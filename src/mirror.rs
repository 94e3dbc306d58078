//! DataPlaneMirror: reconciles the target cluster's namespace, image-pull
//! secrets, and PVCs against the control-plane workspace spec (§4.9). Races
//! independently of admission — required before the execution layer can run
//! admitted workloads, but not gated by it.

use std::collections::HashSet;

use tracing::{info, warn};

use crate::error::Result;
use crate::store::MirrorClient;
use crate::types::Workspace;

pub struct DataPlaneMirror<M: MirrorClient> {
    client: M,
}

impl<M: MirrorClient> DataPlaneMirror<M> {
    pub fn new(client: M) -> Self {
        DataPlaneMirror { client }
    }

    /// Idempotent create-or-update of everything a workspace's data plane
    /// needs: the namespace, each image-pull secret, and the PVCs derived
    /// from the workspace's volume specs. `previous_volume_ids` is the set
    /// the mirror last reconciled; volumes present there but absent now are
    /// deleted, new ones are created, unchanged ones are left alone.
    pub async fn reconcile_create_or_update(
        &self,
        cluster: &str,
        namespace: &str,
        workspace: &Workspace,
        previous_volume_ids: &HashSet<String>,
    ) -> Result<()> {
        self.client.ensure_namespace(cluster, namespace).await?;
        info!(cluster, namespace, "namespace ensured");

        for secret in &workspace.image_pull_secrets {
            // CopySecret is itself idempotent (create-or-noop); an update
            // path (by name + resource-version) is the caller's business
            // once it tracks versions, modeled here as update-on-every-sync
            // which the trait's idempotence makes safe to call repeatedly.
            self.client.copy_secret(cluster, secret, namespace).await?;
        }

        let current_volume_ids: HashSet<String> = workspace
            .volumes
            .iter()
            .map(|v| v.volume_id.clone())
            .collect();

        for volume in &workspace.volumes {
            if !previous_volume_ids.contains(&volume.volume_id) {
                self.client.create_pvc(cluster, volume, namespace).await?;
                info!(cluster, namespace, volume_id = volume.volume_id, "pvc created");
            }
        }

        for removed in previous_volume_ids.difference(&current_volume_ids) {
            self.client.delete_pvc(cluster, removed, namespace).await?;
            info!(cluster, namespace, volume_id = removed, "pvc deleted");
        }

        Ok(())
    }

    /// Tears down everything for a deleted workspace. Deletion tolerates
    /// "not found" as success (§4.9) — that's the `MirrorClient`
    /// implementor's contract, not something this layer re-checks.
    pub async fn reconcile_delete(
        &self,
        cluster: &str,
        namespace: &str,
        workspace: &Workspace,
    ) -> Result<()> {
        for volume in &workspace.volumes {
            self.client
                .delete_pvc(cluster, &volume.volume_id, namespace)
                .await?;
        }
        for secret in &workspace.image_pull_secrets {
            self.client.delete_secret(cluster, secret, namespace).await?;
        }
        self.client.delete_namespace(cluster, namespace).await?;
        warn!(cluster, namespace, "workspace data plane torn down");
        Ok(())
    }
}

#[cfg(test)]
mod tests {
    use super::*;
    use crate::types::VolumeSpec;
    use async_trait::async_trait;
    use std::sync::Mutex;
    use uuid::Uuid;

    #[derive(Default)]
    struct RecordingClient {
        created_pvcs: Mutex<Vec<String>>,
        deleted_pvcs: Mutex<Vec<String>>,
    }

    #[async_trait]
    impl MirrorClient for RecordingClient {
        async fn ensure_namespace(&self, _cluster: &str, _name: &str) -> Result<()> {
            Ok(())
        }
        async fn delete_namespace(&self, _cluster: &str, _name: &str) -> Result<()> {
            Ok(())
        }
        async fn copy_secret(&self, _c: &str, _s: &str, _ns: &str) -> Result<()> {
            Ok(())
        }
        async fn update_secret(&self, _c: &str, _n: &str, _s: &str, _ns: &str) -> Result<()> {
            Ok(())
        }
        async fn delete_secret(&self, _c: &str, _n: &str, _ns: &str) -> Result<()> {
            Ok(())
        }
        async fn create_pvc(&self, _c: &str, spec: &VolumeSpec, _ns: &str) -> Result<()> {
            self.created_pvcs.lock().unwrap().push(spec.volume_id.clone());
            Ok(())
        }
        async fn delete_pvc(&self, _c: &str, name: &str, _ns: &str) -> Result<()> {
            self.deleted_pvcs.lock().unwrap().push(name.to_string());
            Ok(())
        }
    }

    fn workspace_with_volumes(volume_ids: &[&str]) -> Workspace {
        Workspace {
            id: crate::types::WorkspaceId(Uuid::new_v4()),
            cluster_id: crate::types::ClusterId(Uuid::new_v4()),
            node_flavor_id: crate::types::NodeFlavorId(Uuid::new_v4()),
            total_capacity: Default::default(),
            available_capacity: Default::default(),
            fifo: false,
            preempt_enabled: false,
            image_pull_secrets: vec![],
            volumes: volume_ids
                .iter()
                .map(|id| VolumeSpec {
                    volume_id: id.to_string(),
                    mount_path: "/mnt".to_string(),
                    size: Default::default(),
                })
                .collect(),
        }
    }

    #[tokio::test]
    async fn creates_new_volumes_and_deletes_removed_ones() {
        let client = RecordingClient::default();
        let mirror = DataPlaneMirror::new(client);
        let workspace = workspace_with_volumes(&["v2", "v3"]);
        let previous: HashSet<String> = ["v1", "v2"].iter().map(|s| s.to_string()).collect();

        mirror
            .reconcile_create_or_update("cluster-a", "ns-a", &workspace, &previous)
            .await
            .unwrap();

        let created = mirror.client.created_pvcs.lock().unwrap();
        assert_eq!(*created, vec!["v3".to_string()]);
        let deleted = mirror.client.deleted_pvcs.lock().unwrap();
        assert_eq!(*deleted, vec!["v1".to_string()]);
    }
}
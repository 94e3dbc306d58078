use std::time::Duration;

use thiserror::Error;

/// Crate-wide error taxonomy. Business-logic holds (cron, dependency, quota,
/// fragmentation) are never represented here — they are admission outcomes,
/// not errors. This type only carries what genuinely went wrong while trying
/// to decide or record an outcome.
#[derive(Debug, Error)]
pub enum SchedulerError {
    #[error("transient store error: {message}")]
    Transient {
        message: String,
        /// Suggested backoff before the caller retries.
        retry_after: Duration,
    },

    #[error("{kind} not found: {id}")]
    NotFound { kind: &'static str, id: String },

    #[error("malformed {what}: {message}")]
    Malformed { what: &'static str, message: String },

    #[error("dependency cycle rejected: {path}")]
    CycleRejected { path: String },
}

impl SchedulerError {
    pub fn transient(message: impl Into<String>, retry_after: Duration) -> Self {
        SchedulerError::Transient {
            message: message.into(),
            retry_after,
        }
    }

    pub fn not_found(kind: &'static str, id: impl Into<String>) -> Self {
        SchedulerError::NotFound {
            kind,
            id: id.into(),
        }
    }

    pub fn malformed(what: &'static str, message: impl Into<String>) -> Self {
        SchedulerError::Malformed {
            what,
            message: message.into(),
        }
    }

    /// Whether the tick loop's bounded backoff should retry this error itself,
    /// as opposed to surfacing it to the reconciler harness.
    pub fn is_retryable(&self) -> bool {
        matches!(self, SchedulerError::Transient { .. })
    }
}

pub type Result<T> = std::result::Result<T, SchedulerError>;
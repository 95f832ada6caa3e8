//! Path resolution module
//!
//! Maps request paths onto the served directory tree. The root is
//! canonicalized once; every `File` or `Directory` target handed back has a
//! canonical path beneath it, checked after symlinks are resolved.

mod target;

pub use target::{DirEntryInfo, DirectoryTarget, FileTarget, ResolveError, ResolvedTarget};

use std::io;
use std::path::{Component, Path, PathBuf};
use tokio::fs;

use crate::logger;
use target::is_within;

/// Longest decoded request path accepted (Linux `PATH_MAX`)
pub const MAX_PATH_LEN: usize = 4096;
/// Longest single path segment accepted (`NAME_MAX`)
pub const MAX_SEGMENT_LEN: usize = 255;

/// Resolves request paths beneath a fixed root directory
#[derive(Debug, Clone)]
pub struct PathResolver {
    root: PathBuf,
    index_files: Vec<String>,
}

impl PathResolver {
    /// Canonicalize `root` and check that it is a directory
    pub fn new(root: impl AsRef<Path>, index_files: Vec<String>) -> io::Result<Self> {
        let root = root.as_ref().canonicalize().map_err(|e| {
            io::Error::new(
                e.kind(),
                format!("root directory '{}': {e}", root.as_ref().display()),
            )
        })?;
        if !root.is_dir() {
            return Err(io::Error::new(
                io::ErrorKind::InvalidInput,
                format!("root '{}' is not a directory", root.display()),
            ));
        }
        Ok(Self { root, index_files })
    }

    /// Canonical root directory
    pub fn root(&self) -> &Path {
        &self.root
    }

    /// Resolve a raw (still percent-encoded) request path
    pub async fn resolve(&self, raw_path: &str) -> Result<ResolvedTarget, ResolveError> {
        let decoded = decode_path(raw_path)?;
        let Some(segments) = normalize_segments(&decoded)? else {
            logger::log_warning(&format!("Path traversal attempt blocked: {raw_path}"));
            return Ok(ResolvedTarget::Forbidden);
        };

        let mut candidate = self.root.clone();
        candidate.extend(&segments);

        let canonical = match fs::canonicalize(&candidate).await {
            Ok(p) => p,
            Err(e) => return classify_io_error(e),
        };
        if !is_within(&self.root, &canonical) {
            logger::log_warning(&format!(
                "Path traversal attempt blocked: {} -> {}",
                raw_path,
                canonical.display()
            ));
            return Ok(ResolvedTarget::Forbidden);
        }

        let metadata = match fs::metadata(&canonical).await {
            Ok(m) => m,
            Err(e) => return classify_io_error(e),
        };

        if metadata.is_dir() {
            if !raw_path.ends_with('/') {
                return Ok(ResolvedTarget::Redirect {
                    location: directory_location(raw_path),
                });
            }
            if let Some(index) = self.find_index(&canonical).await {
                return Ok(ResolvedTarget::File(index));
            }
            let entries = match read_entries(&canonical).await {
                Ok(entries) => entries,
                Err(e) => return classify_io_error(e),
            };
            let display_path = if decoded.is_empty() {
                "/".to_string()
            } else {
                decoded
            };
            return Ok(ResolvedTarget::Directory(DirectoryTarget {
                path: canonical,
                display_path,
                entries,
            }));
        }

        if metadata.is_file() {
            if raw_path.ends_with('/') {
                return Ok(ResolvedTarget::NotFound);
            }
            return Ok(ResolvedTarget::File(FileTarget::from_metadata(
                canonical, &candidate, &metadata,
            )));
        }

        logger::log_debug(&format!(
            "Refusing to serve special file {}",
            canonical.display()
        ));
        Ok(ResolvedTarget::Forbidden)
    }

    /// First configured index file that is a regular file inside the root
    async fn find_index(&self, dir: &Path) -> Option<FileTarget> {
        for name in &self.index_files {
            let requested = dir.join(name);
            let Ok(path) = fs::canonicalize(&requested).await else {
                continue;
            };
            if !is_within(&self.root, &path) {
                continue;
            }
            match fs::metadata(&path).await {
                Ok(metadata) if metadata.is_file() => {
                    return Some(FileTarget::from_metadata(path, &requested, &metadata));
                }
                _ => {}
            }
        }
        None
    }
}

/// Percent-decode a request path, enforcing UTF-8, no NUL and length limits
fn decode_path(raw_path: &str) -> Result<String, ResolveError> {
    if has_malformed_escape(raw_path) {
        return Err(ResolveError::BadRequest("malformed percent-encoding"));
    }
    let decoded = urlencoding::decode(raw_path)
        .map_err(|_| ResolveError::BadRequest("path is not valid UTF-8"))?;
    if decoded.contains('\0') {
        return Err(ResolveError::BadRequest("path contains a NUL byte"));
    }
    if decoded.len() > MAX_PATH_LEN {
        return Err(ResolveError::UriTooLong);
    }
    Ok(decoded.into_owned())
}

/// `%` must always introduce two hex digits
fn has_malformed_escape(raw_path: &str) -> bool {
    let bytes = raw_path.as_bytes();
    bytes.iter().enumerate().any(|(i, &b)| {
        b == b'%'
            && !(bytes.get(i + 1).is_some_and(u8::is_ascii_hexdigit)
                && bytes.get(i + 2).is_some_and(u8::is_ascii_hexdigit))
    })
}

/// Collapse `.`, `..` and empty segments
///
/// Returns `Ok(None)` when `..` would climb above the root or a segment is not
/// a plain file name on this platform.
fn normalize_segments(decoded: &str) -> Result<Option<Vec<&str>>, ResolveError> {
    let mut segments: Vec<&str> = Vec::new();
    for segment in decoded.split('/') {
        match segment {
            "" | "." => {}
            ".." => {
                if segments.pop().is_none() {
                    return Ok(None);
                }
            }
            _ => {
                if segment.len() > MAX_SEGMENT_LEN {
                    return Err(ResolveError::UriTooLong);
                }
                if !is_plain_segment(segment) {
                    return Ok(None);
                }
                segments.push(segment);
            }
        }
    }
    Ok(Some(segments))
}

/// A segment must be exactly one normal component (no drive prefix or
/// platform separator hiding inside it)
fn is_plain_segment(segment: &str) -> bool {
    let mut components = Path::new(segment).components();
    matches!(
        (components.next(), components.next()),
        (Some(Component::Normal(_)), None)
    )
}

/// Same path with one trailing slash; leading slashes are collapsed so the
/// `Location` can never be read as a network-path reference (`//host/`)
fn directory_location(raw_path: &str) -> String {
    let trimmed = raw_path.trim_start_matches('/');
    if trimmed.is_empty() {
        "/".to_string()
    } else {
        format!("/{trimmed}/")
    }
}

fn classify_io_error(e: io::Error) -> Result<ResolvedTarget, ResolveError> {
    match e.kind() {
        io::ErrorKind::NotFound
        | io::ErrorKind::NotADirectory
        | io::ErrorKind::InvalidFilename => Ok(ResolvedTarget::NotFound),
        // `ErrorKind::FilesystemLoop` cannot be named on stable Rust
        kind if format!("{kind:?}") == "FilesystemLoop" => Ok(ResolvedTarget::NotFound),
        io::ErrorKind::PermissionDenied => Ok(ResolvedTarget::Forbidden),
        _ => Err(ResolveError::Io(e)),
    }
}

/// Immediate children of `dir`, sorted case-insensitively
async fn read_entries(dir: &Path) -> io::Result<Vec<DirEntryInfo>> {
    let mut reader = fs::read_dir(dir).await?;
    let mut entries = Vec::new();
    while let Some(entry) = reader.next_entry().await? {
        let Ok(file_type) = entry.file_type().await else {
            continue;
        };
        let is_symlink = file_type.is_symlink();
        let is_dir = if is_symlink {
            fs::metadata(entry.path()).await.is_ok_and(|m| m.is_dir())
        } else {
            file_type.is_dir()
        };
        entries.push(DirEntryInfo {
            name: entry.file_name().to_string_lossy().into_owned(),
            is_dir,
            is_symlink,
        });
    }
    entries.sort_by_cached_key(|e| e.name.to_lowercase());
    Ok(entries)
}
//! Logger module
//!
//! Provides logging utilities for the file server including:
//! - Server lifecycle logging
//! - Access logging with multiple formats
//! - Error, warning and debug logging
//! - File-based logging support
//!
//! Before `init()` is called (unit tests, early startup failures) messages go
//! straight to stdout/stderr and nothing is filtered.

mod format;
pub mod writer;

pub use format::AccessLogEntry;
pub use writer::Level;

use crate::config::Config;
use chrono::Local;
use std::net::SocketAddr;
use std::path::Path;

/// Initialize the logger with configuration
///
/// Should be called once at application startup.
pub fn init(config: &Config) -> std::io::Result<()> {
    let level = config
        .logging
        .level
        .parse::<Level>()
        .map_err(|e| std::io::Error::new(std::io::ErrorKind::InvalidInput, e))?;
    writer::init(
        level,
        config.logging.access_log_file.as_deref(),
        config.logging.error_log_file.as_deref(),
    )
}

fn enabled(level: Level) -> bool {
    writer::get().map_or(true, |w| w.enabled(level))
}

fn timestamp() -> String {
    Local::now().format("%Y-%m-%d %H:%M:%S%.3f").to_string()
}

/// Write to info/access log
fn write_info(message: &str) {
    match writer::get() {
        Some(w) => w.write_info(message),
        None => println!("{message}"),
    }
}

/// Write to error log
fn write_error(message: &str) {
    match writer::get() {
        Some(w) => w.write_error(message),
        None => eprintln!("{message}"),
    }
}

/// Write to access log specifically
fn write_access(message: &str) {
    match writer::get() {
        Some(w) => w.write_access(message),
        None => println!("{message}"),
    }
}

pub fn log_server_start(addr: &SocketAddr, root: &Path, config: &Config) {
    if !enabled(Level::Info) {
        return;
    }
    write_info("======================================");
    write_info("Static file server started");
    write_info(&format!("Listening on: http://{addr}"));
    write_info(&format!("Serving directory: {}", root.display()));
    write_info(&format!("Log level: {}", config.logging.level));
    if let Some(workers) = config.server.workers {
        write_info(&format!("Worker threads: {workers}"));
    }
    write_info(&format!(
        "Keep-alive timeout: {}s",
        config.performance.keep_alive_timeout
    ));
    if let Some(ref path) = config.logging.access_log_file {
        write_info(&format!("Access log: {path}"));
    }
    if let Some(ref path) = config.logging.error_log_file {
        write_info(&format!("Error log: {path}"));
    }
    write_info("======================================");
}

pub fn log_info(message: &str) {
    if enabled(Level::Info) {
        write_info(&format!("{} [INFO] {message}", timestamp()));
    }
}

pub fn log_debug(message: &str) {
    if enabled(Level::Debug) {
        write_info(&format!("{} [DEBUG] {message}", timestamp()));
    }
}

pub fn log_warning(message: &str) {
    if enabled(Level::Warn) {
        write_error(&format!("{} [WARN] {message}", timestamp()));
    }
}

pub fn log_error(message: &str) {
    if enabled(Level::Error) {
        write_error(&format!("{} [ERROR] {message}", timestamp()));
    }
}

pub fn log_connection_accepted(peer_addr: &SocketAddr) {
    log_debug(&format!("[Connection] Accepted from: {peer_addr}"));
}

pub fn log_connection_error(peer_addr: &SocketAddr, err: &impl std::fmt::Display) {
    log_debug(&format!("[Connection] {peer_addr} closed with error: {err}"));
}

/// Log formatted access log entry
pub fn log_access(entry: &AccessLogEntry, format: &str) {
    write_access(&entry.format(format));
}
***
Look above for the line containing "use crate::types::Workspace;" and the line containing "workspace's data plane". Transcribe both, with the lines between them, exactly.

use crate::types::Workspace;

pub struct DataPlaneMirror<M: MirrorClient> {
    client: M,
}

impl<M: MirrorClient> DataPlaneMirror<M> {
    pub fn new(client: M) -> Self {
        DataPlaneMirror { client }
    }

    /// Idempotent create-or-update of everything a workspace's data plane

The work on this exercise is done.